Peripheral Arterial Disease
Peripheral Arterial Disease, or PAD, is the narrowing of the arteries to the arms or legs. It occurs when atherosclerotic plaque adheres to the lining of the arteries, which then blocks the path for blood flow.
PAD can cause poor circulation and the decrease in blood to your arms or legs may result in pain, non-healing infections, or wounds that can even result in amputations.
PAD is also a well-known marker of atherosclerotic plaque in the coronary (heart) arteries and nearly 40% of people with PAD are at risk of having a heart attack within 5 years.
Do I Have Peripheral Arterial Disease?
Approximately eight to 12 million Americans have PAD. The disease develops slowly for up to 20 years and usually begins without symptoms. Over the years, though, patients may experience
- Pain or cramping in their calves, thighs or buttocks muscles during walking or other activities. (These characteristic symptoms are called claudication and are often mistaken for arthritis or sciatica)
- Pain in the muscles of their arms when exercising
- Pain, usually described as a “burning ache,” in the feet that typically occurs at rest
- A shallow wound, or “ulcer,” that is painful, slow to heal or worsening
- Fatigue of the legs or arms
- Numbness or tingling
- Difference in blood pressure from one arm to the other
Common Risk Factors
- High cholesterol
- High blood pressure
Since the symptoms are similar to other diseases, we need to perform a thorough history and physical examination as an initial evaluation tool.
Based on your symptoms and the findings of the exam, we may recommend further evaluation. This typically begins with relatively simple, non-invasive, office based tests such as:
Ankle-brachial Index (ABI). This test measures the ratio of the blood pressures of your ankle and arm and is an excellent first-line screening test to detect significant PAD
Segmental Pressure Recordings (SPR). This test involves measuring the arterial pressure at various levels along the limb to detect and locate the areas of blockage
Arterial Duplex Ultrasound (DUS). An ultrasound examination to visualize blockages and measure their resistance to normal blood flow
If we detect a significant blockage and we recommend treatment, we may recommend more invasive tests. These invasive tests require placement of a catheter into an artery or vein in order to obtain more information.

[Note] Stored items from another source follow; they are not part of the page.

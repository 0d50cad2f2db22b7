//! # MapScope Core
//!
//! Core types shared by every MapScope crate: the error taxonomy, the
//! application event bus the status presenter publishes through, and
//! length/area formatting for measurement labels.

pub mod error;
pub mod event_bus;
pub mod units;

pub use error::{Error, GeometryError, NotReadyError, Result, ServiceError, ValidationError};

pub use event_bus::{
    AnalysisEvent, AppEvent, EventBus, EventBusConfig, EventCategory, EventFilter, JournalEntry,
    LayerEvent, ModeEvent, QueryEvent, StatusEvent, StatusLevel, SubscriptionId,
};
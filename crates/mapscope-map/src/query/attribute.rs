//! Attribute query engine.
//!
//! Filters one layer's features by a text predicate on a single field.
//! Both sides are coerced to text and compared case-insensitively.

use mapscope_core::ValidationError;
use serde::{Deserialize, Serialize};
use std::fmt;
use std::str::FromStr;

use crate::feature::Feature;
use crate::layer::LayerStack;

use super::result::QueryResult;

/// Comparison applied to the coerced attribute text.
#[derive(Debug, Clone, Copy, PartialEq, Eq, Default, Serialize, Deserialize)]
#[serde(rename_all = "camelCase")]
pub enum AttributeOperator {
    #[default]
    Equals,
    Contains,
    StartsWith,
    EndsWith,
}

impl AttributeOperator {
    /// Applies the operator to already lower-cased operands.
    fn test(self, candidate: &str, value: &str) -> bool {
        match self {
            AttributeOperator::Equals => candidate == value,
            AttributeOperator::Contains => candidate.contains(value),
            AttributeOperator::StartsWith => candidate.starts_with(value),
            AttributeOperator::EndsWith => candidate.ends_with(value),
        }
    }

    pub fn as_str(&self) -> &'static str {
        match self {
            AttributeOperator::Equals => "equals",
            AttributeOperator::Contains => "contains",
            AttributeOperator::StartsWith => "startsWith",
            AttributeOperator::EndsWith => "endsWith",
        }
    }
}

impl FromStr for AttributeOperator {
    type Err = ValidationError;

    fn from_str(s: &str) -> Result<Self, Self::Err> {
        match s {
            "equals" => Ok(AttributeOperator::Equals),
            "contains" => Ok(AttributeOperator::Contains),
            "startsWith" => Ok(AttributeOperator::StartsWith),
            "endsWith" => Ok(AttributeOperator::EndsWith),
            other => Err(ValidationError::UnknownOperator {
                operator: other.to_string(),
            }),
        }
    }
}

impl fmt::Display for AttributeOperator {
    fn fmt(&self, f: &mut fmt::Formatter<'_>) -> fmt::Result {
        write!(f, "{}", self.as_str())
    }
}

/// An attribute query as entered in the query panel.
#[derive(Debug, Clone, Default, PartialEq, Serialize, Deserialize)]
pub struct AttributeQuery {
    pub layer_id: Option<String>,
    pub field: Option<String>,
    pub operator: AttributeOperator,
    pub value: String,
}

impl AttributeQuery {
    pub fn new(
        layer_id: impl Into<String>,
        field: impl Into<String>,
        operator: AttributeOperator,
        value: impl Into<String>,
    ) -> Self {
        Self {
            layer_id: Some(layer_id.into()),
            field: Some(field.into()),
            operator,
            value: value.into(),
        }
    }

    /// Checks the inputs are complete, returning `(layer, field, value)`
    /// with the value trimmed.
    pub fn validate(&self) -> Result<(&str, &str, &str), ValidationError> {
        let layer = self
            .layer_id
            .as_deref()
            .filter(|s| !s.is_empty())
            .ok_or(ValidationError::NoLayerSelected)?;
        let field = self
            .field
            .as_deref()
            .filter(|s| !s.is_empty())
            .ok_or(ValidationError::NoFieldSelected)?;
        let value = self.value.trim();
        if value.is_empty() {
            return Err(ValidationError::EmptyValue);
        }
        Ok((layer, field, value))
    }

    /// True if `feature` satisfies the predicate. Features without the field
    /// (missing or null) never match.
    pub fn matches(&self, feature: &Feature, field: &str, value_lower: &str) -> bool {
        feature
            .attribute_text(field)
            .is_some_and(|text| self.operator.test(&text.to_lowercase(), value_lower))
    }

    /// Runs the query against `layers`.
    ///
    /// Validation happens before any comparison. The result holds at most
    /// one group (the queried layer) in store insertion order.
    pub fn execute(&self, layers: &LayerStack) -> Result<QueryResult, ValidationError> {
        let (layer_id, field, value) = self.validate()?;
        let layer = layers
            .get(layer_id)
            .filter(|l| !l.is_overlay())
            .ok_or_else(|| ValidationError::UnknownLayer {
                layer_id: layer_id.to_string(),
            })?;
        let store = layer.store().ok_or_else(|| ValidationError::UnknownLayer {
            layer_id: layer_id.to_string(),
        })?;

        let needle = value.to_lowercase();
        let matches: Vec<_> = store
            .snapshot()
            .into_iter()
            .filter(|f| self.matches(f, field, &needle))
            .collect();
        tracing::debug!(
            "Attribute query {} {} '{}' on {}: {} matches",
            field,
            self.operator,
            value,
            layer_id,
            matches.len()
        );

        let mut result = QueryResult::new();
        result.push_layer(layer.id.clone(), layer.name.clone(), matches);
        Ok(result)
    }
}

/// State of the attribute result panel.
///
/// `NotQueried` and `NoMatches` both render an empty list but with different
/// messages.
#[derive(Debug, Clone, Default, PartialEq)]
pub enum AttributeResults {
    #[default]
    NotQueried,
    NoMatches,
    Matches(QueryResult),
}

impl AttributeResults {
    /// Wraps a query result.
    pub fn from_result(result: QueryResult) -> Self {
        if result.is_empty() {
            AttributeResults::NoMatches
        } else {
            AttributeResults::Matches(result)
        }
    }

    /// Message shown when the list is empty.
    pub fn empty_message(&self) -> Option<&'static str> {
        match self {
            AttributeResults::NotQueried => Some("Query results will appear here"),
            AttributeResults::NoMatches => Some("No matching features found"),
            AttributeResults::Matches(_) => None,
        }
    }

    pub fn result(&self) -> Option<&QueryResult> {
        match self {
            AttributeResults::Matches(result) => Some(result),
            _ => None,
        }
    }

    pub fn match_count(&self) -> usize {
        self.result().map_or(0, QueryResult::total)
    }
}
//! OSRM routing service.

use async_trait::async_trait;
use mapscope_core::ServiceError;
use mapscope_map::{Geometry, RouteRequest, RouteResponse, RoutingService};
use serde::Deserialize;
use serde_json::Value;

use crate::http::{run_blocking, HttpClient};

const SERVICE: &str = "routing";

/// Public OSRM demo server.
pub const DEFAULT_ROUTING_URL: &str = "https://router.project-osrm.org";

/// Builds a driving route URL through `request.points` in order.
pub fn route_url(base_url: &str, request: &RouteRequest) -> String {
    let points = request
        .points
        .iter()
        .map(|p| format!("{},{}", p.lon, p.lat))
        .collect::<Vec<_>>()
        .join(";");
    format!(
        "{}/route/v1/driving/{}?overview=full&geometries=geojson",
        base_url.trim_end_matches('/'),
        points
    )
}

#[derive(Debug, Deserialize)]
struct OsrmRoute {
    geometry: Value,
    distance: f64,
    duration: f64,
}

#[derive(Debug, Deserialize)]
struct OsrmAnswer {
    code: String,
    #[serde(default)]
    routes: Vec<OsrmRoute>,
}

/// Reads the first route of an OSRM answer. Any `code` other than `Ok` is a
/// rejection.
pub fn parse_route(body: Value) -> Result<RouteResponse, ServiceError> {
    let invalid = |reason: String| ServiceError::InvalidResponse {
        service: SERVICE.to_string(),
        reason,
    };
    let answer: OsrmAnswer = serde_json::from_value(body).map_err(|e| invalid(e.to_string()))?;
    if answer.code != "Ok" {
        return Err(ServiceError::Rejected {
            service: SERVICE.to_string(),
            code: answer.code,
        });
    }
    let route = answer
        .routes
        .into_iter()
        .next()
        .ok_or_else(|| invalid("no route in answer".to_string()))?;
    let geometry = Geometry::from_geojson(&route.geometry).map_err(|e| invalid(e.to_string()))?;
    Ok(RouteResponse {
        geometry,
        distance_m: route.distance,
        duration_s: route.duration,
    })
}

/// OSRM HTTP endpoint.
#[derive(Debug, Clone)]
pub struct OsrmRoutingService {
    client: HttpClient,
    base_url: String,
}

impl OsrmRoutingService {
    pub fn new(client: HttpClient, base_url: impl Into<String>) -> Self {
        Self {
            client,
            base_url: base_url.into(),
        }
    }
}

#[async_trait]
impl RoutingService for OsrmRoutingService {
    async fn route(&self, request: &RouteRequest) -> Result<RouteResponse, ServiceError> {
        let url = route_url(&self.base_url, request);
        let client = self.client.clone();
        let body = run_blocking(SERVICE, move || client.get_json(SERVICE, &url)).await?;
        parse_route(body)
    }
}

#[cfg(test)]
mod tests {
    use super::*;
    use mapscope_map::LonLat;
    use serde_json::json;

    #[test]
    fn test_route_url_orders_points() {
        let request = RouteRequest {
            points: vec![
                LonLat::new(116.3, 39.9),
                LonLat::new(116.35, 39.92),
                LonLat::new(116.4, 39.95),
            ],
        };
        assert_eq!(
            route_url("https://router.project-osrm.org/", &request),
            "https://router.project-osrm.org/route/v1/driving/116.3,39.9;116.35,39.92;116.4,39.95\
             ?overview=full&geometries=geojson"
        );
    }

    #[test]
    fn test_parse_ok_answer() {
        let body = json!({
            "code": "Ok",
            "routes": [{
                "geometry": {"type": "LineString", "coordinates": [[116.3, 39.9], [116.4, 39.95]]},
                "distance": 12345.6,
                "duration": 901.2
            }],
            "waypoints": []
        });
        let response = parse_route(body).unwrap();
        assert_eq!(response.distance_m, 12345.6);
        assert!(matches!(response.geometry, Geometry::LineString(ref c) if c.len() == 2));
    }

    #[test]
    fn test_parse_rejection() {
        let err =
            parse_route(json!({"code": "NoRoute", "message": "Impossible route"})).unwrap_err();
        assert_eq!(
            err,
            ServiceError::Rejected {
                service: "routing".to_string(),
                code: "NoRoute".to_string(),
            }
        );
        let err = parse_route(json!({"routes": []})).unwrap_err();
        assert!(matches!(err, ServiceError::InvalidResponse { .. }));
    }
}
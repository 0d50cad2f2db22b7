//! Route analysis output.

use mapscope_core::units::{route_distance_km, route_duration_minutes};
use serde::{Deserialize, Serialize};

use crate::geometry::{Coordinate, Geometry};
use crate::projection::{geometry_from_lon_lat, LonLat};
use crate::tools::ModeTicket;

/// Spacing of direction arrows along a drawn route, in map units.
pub const ARROW_INTERVAL: f64 = 1500.0;

/// Ordered lon/lat points to route through.
#[derive(Debug, Clone, PartialEq, Serialize, Deserialize)]
pub struct RouteRequest {
    pub points: Vec<LonLat>,
}

/// Successful answer of a routing service.
#[derive(Debug, Clone, PartialEq)]
pub struct RouteResponse {
    /// Route line in lon/lat.
    pub geometry: Geometry,
    /// Meters.
    pub distance_m: f64,
    /// Seconds.
    pub duration_s: f64,
}

/// A route applied to the map.
#[derive(Debug, Clone, PartialEq)]
pub struct RouteOutput {
    /// Route line in map units.
    pub geometry: Geometry,
    /// Kilometers, two decimals.
    pub distance_km: f64,
    /// Whole minutes, rounded up.
    pub duration_min: u64,
}

impl RouteOutput {
    pub fn from_response(response: &RouteResponse) -> Self {
        Self {
            geometry: geometry_from_lon_lat(&response.geometry),
            distance_km: route_distance_km(response.distance_m),
            duration_min: route_duration_minutes(response.duration_s),
        }
    }

    /// Direction arrows every [`ARROW_INTERVAL`] along the route.
    pub fn arrows(&self) -> Vec<RouteArrow> {
        match &self.geometry {
            Geometry::LineString(path) => route_arrows(path, ARROW_INTERVAL),
            Geometry::MultiLineString(paths) => paths
                .iter()
                .flat_map(|p| route_arrows(p, ARROW_INTERVAL))
                .collect(),
            _ => Vec::new(),
        }
    }
}

/// A direction marker on the route line.
#[derive(Debug, Clone, Copy, PartialEq)]
pub struct RouteArrow {
    pub position: Coordinate,
    /// Direction of travel, radians counter-clockwise from east.
    pub heading: f64,
}

/// Places a marker every `interval` map units along the path, starting one
/// interval from its start. The path end itself never gets one.
pub fn route_arrows(path: &[Coordinate], interval: f64) -> Vec<RouteArrow> {
    let mut arrows = Vec::new();
    if interval <= 0.0 {
        return arrows;
    }
    let mut next = interval;
    let mut walked = 0.0;
    for w in path.windows(2) {
        let (a, b) = (w[0], w[1]);
        let len = a.distance_to(&b);
        if len == 0.0 {
            continue;
        }
        let heading = (b.y - a.y).atan2(b.x - a.x);
        while next < walked + len {
            let t = (next - walked) / len;
            arrows.push(RouteArrow {
                position: Coordinate::new(a.x + (b.x - a.x) * t, a.y + (b.y - a.y) * t),
                heading,
            });
            next += interval;
        }
        walked += len;
    }
    arrows
}

/// A route request waiting for its response.
#[derive(Debug, Clone, PartialEq)]
pub struct PendingRoute {
    pub ticket: ModeTicket,
    pub request: RouteRequest,
}

#[cfg(test)]
mod tests {
    use super::*;

    #[test]
    fn test_output_units() {
        let response = RouteResponse {
            geometry: Geometry::LineString(vec![
                Coordinate::new(116.0, 40.0),
                Coordinate::new(116.1, 40.0),
            ]),
            distance_m: 12_340.0,
            duration_s: 601.0,
        };
        let output = RouteOutput::from_response(&response);
        assert_eq!(output.distance_km, 12.34);
        assert_eq!(output.duration_min, 11);
        let Geometry::LineString(path) = &output.geometry else {
            panic!("route should stay a line");
        };
        assert!(path[0].x > 12_000_000.0);
    }

    #[test]
    fn test_arrows_spacing() {
        let path = [
            Coordinate::new(0.0, 0.0),
            Coordinate::new(2000.0, 0.0),
            Coordinate::new(2000.0, 2000.0),
        ];
        let arrows = route_arrows(&path, 1500.0);
        assert_eq!(arrows.len(), 2);
        assert_eq!(arrows[0].position, Coordinate::new(1500.0, 0.0));
        assert_eq!(arrows[0].heading, 0.0);
        assert_eq!(arrows[1].position, Coordinate::new(2000.0, 1000.0));
        assert!((arrows[1].heading - std::f64::consts::FRAC_PI_2).abs() < 1e-12);

        assert!(route_arrows(&path[..2], 5000.0).is_empty());
    }
}
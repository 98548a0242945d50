//! Issue-tracker port.

use async_trait::async_trait;

use crate::lookup::LookupResult;
use crate::tracker::domain::{Issue, IssueQuery};

/// Fetches single issues from a remote tracker.
///
/// Implementations map tracker error codes to lookup errors themselves, so
/// callers only ever see [`LookupError`](crate::lookup::LookupError).
#[cfg_attr(test, mockall::automock)]
#[async_trait]
pub trait IssueTracker: Send + Sync {
    /// Fetches the issue identified by `query`.
    ///
    /// # Errors
    ///
    /// Returns `NotFound` for unknown projects or issues and
    /// `UpstreamUnavailable` for any other tracker failure.
    async fn get_issue(&self, query: &IssueQuery) -> LookupResult<Issue>;
}
//! Package registry port.

use async_trait::async_trait;

use crate::lookup::LookupResult;
use crate::packages::domain::PackageAccess;

/// Reads repository access lists for distribution packages.
#[cfg_attr(test, mockall::automock)]
#[async_trait]
pub trait PackageRegistry: Send + Sync {
    /// Returns who can administer and commit to `package`.
    ///
    /// # Errors
    ///
    /// Returns `NotFound` for unknown packages and `UpstreamUnavailable`
    /// for any other registry failure.
    async fn package_access(&self, package: &str) -> LookupResult<PackageAccess>;
}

Angiography. This involves injecting contrast agents (“dye”) through a catheter into an artery. Typically we give the patient a mild sedative before and during the procedure, and inject the area over the artery with a local anesthetic. Injecting the dye into the artery or vein creates an image called an “angiogram” that provides the detail necessary to plan out the proper treatment for you.